___ EXERCISE DATA ___

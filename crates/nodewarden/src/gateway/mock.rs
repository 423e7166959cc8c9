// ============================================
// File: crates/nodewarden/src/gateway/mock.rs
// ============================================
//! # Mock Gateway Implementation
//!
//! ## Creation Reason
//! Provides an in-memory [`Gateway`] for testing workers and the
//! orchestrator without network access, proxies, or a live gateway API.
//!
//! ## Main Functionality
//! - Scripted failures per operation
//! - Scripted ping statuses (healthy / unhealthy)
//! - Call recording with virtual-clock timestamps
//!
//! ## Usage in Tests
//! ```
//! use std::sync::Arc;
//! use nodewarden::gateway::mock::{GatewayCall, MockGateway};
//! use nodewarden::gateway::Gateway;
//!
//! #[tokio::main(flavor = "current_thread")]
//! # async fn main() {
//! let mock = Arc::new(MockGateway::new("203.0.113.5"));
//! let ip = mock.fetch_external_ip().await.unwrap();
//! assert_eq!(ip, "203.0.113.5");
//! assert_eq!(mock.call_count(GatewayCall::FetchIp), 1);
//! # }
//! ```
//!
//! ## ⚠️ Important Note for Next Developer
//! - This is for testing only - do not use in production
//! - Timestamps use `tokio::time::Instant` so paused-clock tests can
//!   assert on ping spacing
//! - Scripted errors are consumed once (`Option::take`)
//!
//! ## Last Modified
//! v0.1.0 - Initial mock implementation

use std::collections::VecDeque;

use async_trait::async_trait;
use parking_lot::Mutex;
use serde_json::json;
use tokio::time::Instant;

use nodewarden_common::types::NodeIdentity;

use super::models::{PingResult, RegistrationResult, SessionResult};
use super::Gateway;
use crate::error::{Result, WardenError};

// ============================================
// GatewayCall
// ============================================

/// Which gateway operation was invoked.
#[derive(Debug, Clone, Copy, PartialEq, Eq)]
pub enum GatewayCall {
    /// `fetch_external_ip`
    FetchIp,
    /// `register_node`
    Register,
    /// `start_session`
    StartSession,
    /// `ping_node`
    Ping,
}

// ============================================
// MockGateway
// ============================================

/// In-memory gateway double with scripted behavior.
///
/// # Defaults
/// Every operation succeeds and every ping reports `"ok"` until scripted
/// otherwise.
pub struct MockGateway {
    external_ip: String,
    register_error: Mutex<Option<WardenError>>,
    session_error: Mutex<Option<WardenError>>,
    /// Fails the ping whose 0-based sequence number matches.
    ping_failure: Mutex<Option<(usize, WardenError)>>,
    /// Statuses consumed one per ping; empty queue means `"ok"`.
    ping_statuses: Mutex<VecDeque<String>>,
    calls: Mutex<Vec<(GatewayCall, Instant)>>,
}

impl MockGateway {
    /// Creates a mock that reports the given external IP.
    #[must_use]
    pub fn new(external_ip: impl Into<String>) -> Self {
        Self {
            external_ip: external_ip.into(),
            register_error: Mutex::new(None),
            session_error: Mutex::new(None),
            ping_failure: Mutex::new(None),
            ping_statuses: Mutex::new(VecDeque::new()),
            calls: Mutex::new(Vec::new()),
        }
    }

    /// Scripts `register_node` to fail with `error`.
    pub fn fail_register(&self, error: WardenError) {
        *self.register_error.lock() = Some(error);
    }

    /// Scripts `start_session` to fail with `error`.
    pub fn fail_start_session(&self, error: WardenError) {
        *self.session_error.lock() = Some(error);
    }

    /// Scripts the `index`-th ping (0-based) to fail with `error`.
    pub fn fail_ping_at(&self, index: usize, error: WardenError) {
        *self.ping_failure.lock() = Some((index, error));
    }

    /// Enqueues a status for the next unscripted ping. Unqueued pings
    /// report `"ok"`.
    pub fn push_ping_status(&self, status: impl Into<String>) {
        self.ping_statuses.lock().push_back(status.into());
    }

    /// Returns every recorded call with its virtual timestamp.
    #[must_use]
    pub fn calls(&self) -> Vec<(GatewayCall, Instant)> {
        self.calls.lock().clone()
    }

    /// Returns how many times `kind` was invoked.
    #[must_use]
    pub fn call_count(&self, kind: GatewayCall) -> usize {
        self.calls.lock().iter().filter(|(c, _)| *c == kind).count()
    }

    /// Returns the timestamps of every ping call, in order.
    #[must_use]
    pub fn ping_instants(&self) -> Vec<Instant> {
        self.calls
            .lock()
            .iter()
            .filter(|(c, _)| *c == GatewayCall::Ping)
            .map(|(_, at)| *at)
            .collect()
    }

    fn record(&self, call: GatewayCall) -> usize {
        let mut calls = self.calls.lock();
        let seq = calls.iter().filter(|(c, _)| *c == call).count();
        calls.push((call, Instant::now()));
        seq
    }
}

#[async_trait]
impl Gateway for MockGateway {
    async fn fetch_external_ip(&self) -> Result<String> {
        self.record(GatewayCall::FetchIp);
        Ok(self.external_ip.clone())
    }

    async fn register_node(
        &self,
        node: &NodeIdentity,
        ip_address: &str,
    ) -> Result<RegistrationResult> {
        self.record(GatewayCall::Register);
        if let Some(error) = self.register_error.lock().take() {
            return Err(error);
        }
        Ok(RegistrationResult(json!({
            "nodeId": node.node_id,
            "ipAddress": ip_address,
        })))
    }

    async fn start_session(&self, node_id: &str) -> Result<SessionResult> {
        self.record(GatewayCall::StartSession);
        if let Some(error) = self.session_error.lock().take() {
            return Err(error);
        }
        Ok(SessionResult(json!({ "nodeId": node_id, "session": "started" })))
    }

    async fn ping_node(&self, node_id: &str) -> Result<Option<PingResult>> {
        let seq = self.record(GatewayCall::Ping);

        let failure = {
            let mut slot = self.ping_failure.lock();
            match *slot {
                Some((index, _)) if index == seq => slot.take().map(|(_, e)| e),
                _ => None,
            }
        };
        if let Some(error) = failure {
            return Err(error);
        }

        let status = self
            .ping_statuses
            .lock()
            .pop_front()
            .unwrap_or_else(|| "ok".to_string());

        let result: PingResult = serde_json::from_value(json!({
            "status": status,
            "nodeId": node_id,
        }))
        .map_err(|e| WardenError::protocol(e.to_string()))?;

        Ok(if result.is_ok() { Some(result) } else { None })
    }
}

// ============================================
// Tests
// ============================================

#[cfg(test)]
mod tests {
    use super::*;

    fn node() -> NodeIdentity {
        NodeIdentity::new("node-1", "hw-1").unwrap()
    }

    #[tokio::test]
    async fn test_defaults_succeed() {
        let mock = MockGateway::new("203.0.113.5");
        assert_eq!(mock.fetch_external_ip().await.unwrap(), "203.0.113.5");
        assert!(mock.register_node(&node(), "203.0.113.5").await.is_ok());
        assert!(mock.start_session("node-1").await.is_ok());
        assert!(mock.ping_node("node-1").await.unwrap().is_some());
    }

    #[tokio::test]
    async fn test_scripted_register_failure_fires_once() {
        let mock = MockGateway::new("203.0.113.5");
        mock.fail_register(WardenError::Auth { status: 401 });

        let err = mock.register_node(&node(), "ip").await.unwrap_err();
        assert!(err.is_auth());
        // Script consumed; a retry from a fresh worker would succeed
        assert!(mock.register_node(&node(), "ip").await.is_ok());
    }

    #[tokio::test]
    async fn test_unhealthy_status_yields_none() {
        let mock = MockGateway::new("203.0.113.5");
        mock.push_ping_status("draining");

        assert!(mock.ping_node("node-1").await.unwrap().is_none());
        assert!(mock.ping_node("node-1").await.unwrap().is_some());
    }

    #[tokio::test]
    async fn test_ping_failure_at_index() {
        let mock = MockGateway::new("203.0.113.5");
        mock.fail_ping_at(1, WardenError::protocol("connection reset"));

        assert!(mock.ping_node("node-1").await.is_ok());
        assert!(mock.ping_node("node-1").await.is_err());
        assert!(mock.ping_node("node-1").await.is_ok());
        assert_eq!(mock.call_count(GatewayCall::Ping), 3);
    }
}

___

• WHAT TO PRODUCE
All of the records above need to be printed again exactly as they appear.

• EXPECTED ANSWER
filename crates/nodewarden/src/gateway/mock.rs
repository 423e7166959cc8c9
// ============================================
// File: crates/nodewarden/src/gateway/mock.rs
// ============================================
//! # Mock Gateway Implementation
//!
//! ## Creation Reason
//! Provides an in-memory [`Gateway`] for testing workers and the
//! orchestrator without network access, proxies, or a live gateway API.
//!
//! ## Main Functionality
//! - Scripted failures per operation
//! - Scripted ping statuses (healthy / unhealthy)
//! - Call recording with virtual-clock timestamps
//!
//! ## Usage in Tests
//! ```
//! use std::sync::Arc;
//! use nodewarden::gateway::mock::{GatewayCall, MockGateway};
//! use nodewarden::gateway::Gateway;
//!
//! #[tokio::main(flavor = "current_thread")]
//! # async fn main() {
//! let mock = Arc::new(MockGateway::new("203.0.113.5"));
//! let ip = mock.fetch_external_ip().await.unwrap();
//! assert_eq!(ip, "203.0.113.5");
//! assert_eq!(mock.call_count(GatewayCall::FetchIp), 1);
//! # }
//! ```
//!
//! ## ⚠️ Important Note for Next Developer
//! - This is for testing only - do not use in production
//! - Timestamps use `tokio::time::Instant` so paused-clock tests can
//!   assert on ping spacing
//! - Scripted errors are consumed once (`Option::take`)
//!
//! ## Last Modified
//! v0.1.0 - Initial mock implementation

use std::collections::VecDeque;

use async_trait::async_trait;
use parking_lot::Mutex;
use serde_json::json;
use tokio::time::Instant;

use nodewarden_common::types::NodeIdentity;

use super::models::{PingResult, RegistrationResult, SessionResult};
use super::Gateway;
use crate::error::{Result, WardenError};

// ============================================
// GatewayCall
// ============================================

/// Which gateway operation was invoked.
#[derive(Debug, Clone, Copy, PartialEq, Eq)]
pub enum GatewayCall {
    /// `fetch_external_ip`
    FetchIp,
    /// `register_node`
    Register,
    /// `start_session`
    StartSession,
    /// `ping_node`
    Ping,
}

// ============================================
// MockGateway
// ============================================

/// In-memory gateway double with scripted behavior.
///
/// # Defaults
/// Every operation succeeds and every ping reports `"ok"` until scripted
/// otherwise.
pub struct MockGateway {
    external_ip: String,
    register_error: Mutex<Option<WardenError>>,
    session_error: Mutex<Option<WardenError>>,
    /// Fails the ping whose 0-based sequence number matches.
    ping_failure: Mutex<Option<(usize, WardenError)>>,
    /// Statuses consumed one per ping; empty queue means `"ok"`.
    ping_statuses: Mutex<VecDeque<String>>,
    calls: Mutex<Vec<(GatewayCall, Instant)>>,
}

impl MockGateway {
    /// Creates a mock that reports the given external IP.
    #[must_use]
    pub fn new(external_ip: impl Into<String>) -> Self {
        Self {
            external_ip: external_ip.into(),
            register_error: Mutex::new(None),
            session_error: Mutex::new(None),
            ping_failure: Mutex::new(None),
            ping_statuses: Mutex::new(VecDeque::new()),
            calls: Mutex::new(Vec::new()),
        }
    }

    /// Scripts `register_node` to fail with `error`.
    pub fn fail_register(&self, error: WardenError) {
        *self.register_error.lock() = Some(error);
    }

    /// Scripts `start_session` to fail with `error`.
    pub fn fail_start_session(&self, error: WardenError) {
        *self.session_error.lock() = Some(error);
    }

    /// Scripts the `index`-th ping (0-based) to fail with `error`.
    pub fn fail_ping_at(&self, index: usize, error: WardenError) {
        *self.ping_failure.lock() = Some((index, error));
    }

    /// Enqueues a status for the next unscripted ping. Unqueued pings
    /// report `"ok"`.
    pub fn push_ping_status(&self, status: impl Into<String>) {
        self.ping_statuses.lock().push_back(status.into());
    }

    /// Returns every recorded call with its virtual timestamp.
    #[must_use]
    pub fn calls(&self) -> Vec<(GatewayCall, Instant)> {
        self.calls.lock().clone()
    }

    /// Returns how many times `kind` was invoked.
    #[must_use]
    pub fn call_count(&self, kind: GatewayCall) -> usize {
        self.calls.lock().iter().filter(|(c, _)| *c == kind).count()
    }

    /// Returns the timestamps of every ping call, in order.
    #[must_use]
    pub fn ping_instants(&self) -> Vec<Instant> {
        self.calls
            .lock()
            .iter()
            .filter(|(c, _)| *c == GatewayCall::Ping)
            .map(|(_, at)| *at)
            .collect()
    }

    fn record(&self, call: GatewayCall) -> usize {
        let mut calls = self.calls.lock();
        let seq = calls.iter().filter(|(c, _)| *c == call).count();
        calls.push((call, Instant::now()));
        seq
    }
}

#[async_trait]
impl Gateway for MockGateway {
    async fn fetch_external_ip(&self) -> Result<String> {
        self.record(GatewayCall::FetchIp);
        Ok(self.external_ip.clone())
    }

    async fn register_node(
        &self,
        node: &NodeIdentity,
        ip_address: &str,
    ) -> Result<RegistrationResult> {
        self.record(GatewayCall::Register);
        if let Some(error) = self.register_error.lock().take() {
            return Err(error);
        }
        Ok(RegistrationResult(json!({
            "nodeId": node.node_id,
            "ipAddress": ip_address,
        })))
    }

    async fn start_session(&self, node_id: &str) -> Result<SessionResult> {
        self.record(GatewayCall::StartSession);
        if let Some(error) = self.session_error.lock().take() {
            return Err(error);
        }
        Ok(SessionResult(json!({ "nodeId": node_id, "session": "started" })))
    }

    async fn ping_node(&self, node_id: &str) -> Result<Option<PingResult>> {
        let seq = self.record(GatewayCall::Ping);

        let failure = {
            let mut slot = self.ping_failure.lock();
            match *slot {
                Some((index, _)) if index == seq => slot.take().map(|(_, e)| e),
                _ => None,
            }
        };
        if let Some(error) = failure {
            return Err(error);
        }

        let status = self
            .ping_statuses
            .lock()
            .pop_front()
            .unwrap_or_else(|| "ok".to_string());

        let result: PingResult = serde_json::from_value(json!({
            "status": status,
            "nodeId": node_id,
        }))
        .map_err(|e| WardenError::protocol(e.to_string()))?;

        Ok(if result.is_ok() { Some(result) } else { None })
    }
}

// ============================================
// Tests
// ============================================

#[cfg(test)]
mod tests {
    use super::*;

    fn node() -> NodeIdentity {
        NodeIdentity::new("node-1", "hw-1").unwrap()
    }

    #[tokio::test]
    async fn test_defaults_succeed() {
        let mock = MockGateway::new("203.0.113.5");
        assert_eq!(mock.fetch_external_ip().await.unwrap(), "203.0.113.5");
        assert!(mock.register_node(&node(), "203.0.113.5").await.is_ok());
        assert!(mock.start_session("node-1").await.is_ok());
        assert!(mock.ping_node("node-1").await.unwrap().is_some());
    }

    #[tokio::test]
    async fn test_scripted_register_failure_fires_once() {
        let mock = MockGateway::new("203.0.113.5");
        mock.fail_register(WardenError::Auth { status: 401 });

        let err = mock.register_node(&node(), "ip").await.unwrap_err();
        assert!(err.is_auth());
        // Script consumed; a retry from a fresh worker would succeed
        assert!(mock.register_node(&node(), "ip").await.is_ok());
    }

    #[tokio::test]
    async fn test_unhealthy_status_yields_none() {
        let mock = MockGateway::new("203.0.113.5");
        mock.push_ping_status("draining");

        assert!(mock.ping_node("node-1").await.unwrap().is_none());
        assert!(mock.ping_node("node-1").await.unwrap().is_some());
    }

    #[tokio::test]
    async fn test_ping_failure_at_index() {
        let mock = MockGateway::new("203.0.113.5");
        mock.fail_ping_at(1, WardenError::protocol("connection reset"));

        assert!(mock.ping_node("node-1").await.is_ok());
        assert!(mock.ping_node("node-1").await.is_err());
        assert!(mock.ping_node("node-1").await.is_ok());
        assert_eq!(mock.call_count(GatewayCall::Ping), 3);
    }
}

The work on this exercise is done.